Tumor Immune Evasion - Cancer's Sly Tricks

• Antigen Presentation Failure:
  • ↓ MHC Class I expression (e.g., via TAP, β2-microglobulin defects).
  • Antigen loss variants or masking.
• Immunosuppressive Microenvironment:
  • Secretion of TGF-β, IL-10, PGE2.
  • Recruitment/expansion of regulatory T cells (Tregs) & Myeloid-Derived Suppressor Cells (MDSCs).
• Immune Checkpoint Upregulation:
  • ↑ PD-L1 expression on tumor cells binds PD-1 on T-cells → T-cell exhaustion.
  • Expression of CTLA-4 ligands (B7 molecules) by APCs or tumor cells.
• Induction of T-cell Apoptosis:
  • Tumor cells express FasL (CD95L) → binds Fas (CD95) on T-cells.
• Physical Barriers: Dense stroma can limit T-cell infiltration.

⭐ Many tumors exploit the PD-1/PD-L1 pathway to evade immune destruction; blocking this interaction with checkpoint inhibitors (e.g., Pembrolizumab, Nivolumab) can restore anti-tumor T-cell activity. This is a cornerstone of modern cancer immunotherapy. (NEET PG Favourite)

Cancer Immunotherapy - Immune System Unleashed

• Goal: Enhance host anti-tumor immunity.
• Strategies:
  • Checkpoint Inhibitors (ICIs): Block T-cell "brakes" (CTLA-4, PD-1/PD-L1).
    • Examples: Ipilimumab (anti-CTLA-4); Nivolumab, Pembrolizumab (anti-PD-1).
    • Action: Restore T-cell killing. ⚠️ irAEs (colitis, pneumonitis).
  • Adoptive Cell Therapy (ACT): Infuse modified/expanded immune cells.
    • CAR T-cells: Engineered T-cells (anti-CD19 for B-cell ALL/lymphoma).
    • TILs: Expanded Tumor-Infiltrating Lymphocytes.
    • ⚠️ Cytokine Release Syndrome (CRS), ICANS.
  • Cancer Vaccines: Prime tumor-specific immunity (Sipuleucel-T for prostate Ca).
  • Oncolytic Viruses: Viruses lyse cancer cells (T-VEC for melanoma).
  • Cytokine Therapy: IL-2 (RCC, melanoma), IFN-α.

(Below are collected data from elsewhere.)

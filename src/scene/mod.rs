//! Scene planning: layered draw-op composition from a design state.

/// The layer composer, state -> plan.
pub mod compose;
/// Plan IR: layers, paints, draw ops.
pub mod plan;
/// Texture and pattern generators.
pub(crate) mod texture;
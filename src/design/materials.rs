use crate::design::color::Color;
use crate::design::state::{CountertopMaterial, Flooring};

/// Visual parameters for a countertop finish.
///
/// `colors` is ordered light-to-dark; the band fill uses the midtone and the
/// texture generators pick from the ends.
#[derive(Clone, Copy, Debug)]
pub struct CountertopSpec {
    /// Human-readable finish name.
    pub name: &'static str,
    /// Representative colors, `[light, mid, dark]`.
    pub colors: [Color; 3],
}

impl CountertopSpec {
    /// Midtone color used for the band fill.
    pub fn midtone(&self) -> Color {
        self.colors[1]
    }
}

/// Visual parameters for a floor finish.
#[derive(Clone, Copy, Debug)]
pub struct FlooringSpec {
    /// Human-readable finish name.
    pub name: &'static str,
    /// Gradient color at the top of the floor band.
    pub top: Color,
    /// Gradient color at the bottom of the floor band.
    pub bottom: Color,
}

/// Neutral fill used when a countertop tag has no table entry.
pub const COUNTERTOP_FALLBACK: Color = Color::rgb(0xc9, 0xc2, 0xb8);

/// Neutral fill used when a flooring tag has no table entry.
pub const FLOOR_FALLBACK: Color = Color::rgb(0xb0, 0xa8, 0x9f);

const GRANITE: CountertopSpec = CountertopSpec {
    name: "Granite",
    colors: [
        Color::rgb(0x9a, 0x9a, 0x9a),
        Color::rgb(0x6e, 0x6e, 0x6e),
        Color::rgb(0x3c, 0x3c, 0x3c),
    ],
};

const QUARTZ: CountertopSpec = CountertopSpec {
    name: "Quartz",
    colors: [
        Color::rgb(0xf2, 0xef, 0xe9),
        Color::rgb(0xe0, 0xdb, 0xd2),
        Color::rgb(0xb8, 0xb2, 0xa6),
    ],
};

const MARBLE: CountertopSpec = CountertopSpec {
    name: "Marble",
    colors: [
        Color::rgb(0xfa, 0xfa, 0xf8),
        Color::rgb(0xe8, 0xe6, 0xe1),
        Color::rgb(0xa8, 0xa4, 0x9c),
    ],
};

const WOOD: CountertopSpec = CountertopSpec {
    name: "Butcher Block",
    colors: [
        Color::rgb(0xd2, 0xa5, 0x6d),
        Color::rgb(0xb5, 0x83, 0x4b),
        Color::rgb(0x7a, 0x52, 0x2a),
    ],
};

const OAK: FlooringSpec = FlooringSpec {
    name: "Oak",
    top: Color::rgb(0xd4, 0xaf, 0x37),
    bottom: Color::rgb(0xaa, 0x8c, 0x2a),
};

const WALNUT: FlooringSpec = FlooringSpec {
    name: "Walnut",
    top: Color::rgb(0x6b, 0x4a, 0x2f),
    bottom: Color::rgb(0x4a, 0x32, 0x1e),
};

const TILE: FlooringSpec = FlooringSpec {
    name: "Tile",
    top: Color::rgb(0xd8, 0xd8, 0xd4),
    bottom: Color::rgb(0xb4, 0xb4, 0xae),
};

const CONCRETE: FlooringSpec = FlooringSpec {
    name: "Concrete",
    top: Color::rgb(0xa9, 0xa9, 0xa9),
    bottom: Color::rgb(0x83, 0x83, 0x83),
};

/// Look up the table entry for a countertop finish.
///
/// `Unknown` has no entry; the layer then draws its base band with
/// [`COUNTERTOP_FALLBACK`] and skips the texture step.
pub fn countertop_spec(material: CountertopMaterial) -> Option<&'static CountertopSpec> {
    match material {
        CountertopMaterial::Granite => Some(&GRANITE),
        CountertopMaterial::Quartz => Some(&QUARTZ),
        CountertopMaterial::Marble => Some(&MARBLE),
        CountertopMaterial::Wood => Some(&WOOD),
        CountertopMaterial::Unknown => None,
    }
}

/// Look up the table entry for a floor finish.
///
/// `Unknown` has no entry; the layer then draws a flat [`FLOOR_FALLBACK`] fill
/// and skips the tile grid.
pub fn flooring_spec(flooring: Flooring) -> Option<&'static FlooringSpec> {
    match flooring {
        Flooring::Oak => Some(&OAK),
        Flooring::Walnut => Some(&WALNUT),
        Flooring::Tile => Some(&TILE),
        Flooring::Concrete => Some(&CONCRETE),
        Flooring::Unknown => None,
    }
}
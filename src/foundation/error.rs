/// Convenience result type used across Galley.
pub type GalleyResult<T> = Result<T, GalleyError>;

/// Top-level error taxonomy used by engine APIs.
///
/// Note that a render pass itself never fails on bad design data: unknown
/// material tags and degenerate geometry degrade visually instead (base shape
/// only, or an empty frame). These variants cover the caller-facing surface:
/// explicit validation, backend limits, and IO.
#[derive(thiserror::Error, Debug)]
pub enum GalleyError {
    /// Invalid user-provided design data rejected by explicit validation.
    #[error("validation error: {0}")]
    Validation(String),

    /// Errors while composing a scene plan.
    #[error("scene error: {0}")]
    Scene(String),

    /// Errors while executing a plan on a raster backend.
    #[error("render error: {0}")]
    Render(String),

    /// Errors when serializing or deserializing data structures.
    #[error("serialization error: {0}")]
    Serde(String),

    /// Wrapped lower-level error from dependencies or IO.
    #[error(transparent)]
    Other(#[from] anyhow::Error),
}

impl GalleyError {
    /// Build a [`GalleyError::Validation`] value.
    pub fn validation(msg: impl Into<String>) -> Self {
        Self::Validation(msg.into())
    }

    /// Build a [`GalleyError::Scene`] value.
    pub fn scene(msg: impl Into<String>) -> Self {
        Self::Scene(msg.into())
    }

    /// Build a [`GalleyError::Render`] value.
    pub fn render(msg: impl Into<String>) -> Self {
        Self::Render(msg.into())
    }

    /// Build a [`GalleyError::Serde`] value.
    pub fn serde(msg: impl Into<String>) -> Self {
        Self::Serde(msg.into())
    }
}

⭐ Pembrolizumab (anti-PD-1) is approved for MSI-H/dMMR solid tumors, regardless of origin. 📌 PD-1 for MSI-H/dMMR Pan-tumor.

High‑Yield Points - ⚡ Biggest Takeaways

• TSAs are tumor-unique; TAAs are overexpressed self-antigens.
• Immunoediting involves Elimination, Equilibrium, and Escape phases of tumor-immune interaction.
• CTLs (CD8+ T cells) are key effectors, recognizing tumor antigens via MHC-I.
• NK cells mediate innate anti-tumor immunity, targeting cells with low MHC-I or stress signals.
• Tumor escape includes ↓MHC-I, immunosuppressive cytokines (TGF-β, IL-10), and PD-L1 expression.
• Checkpoint inhibitors (anti-PD-1, anti-CTLA-4) and CAR T-cell therapy are major immunotherapies.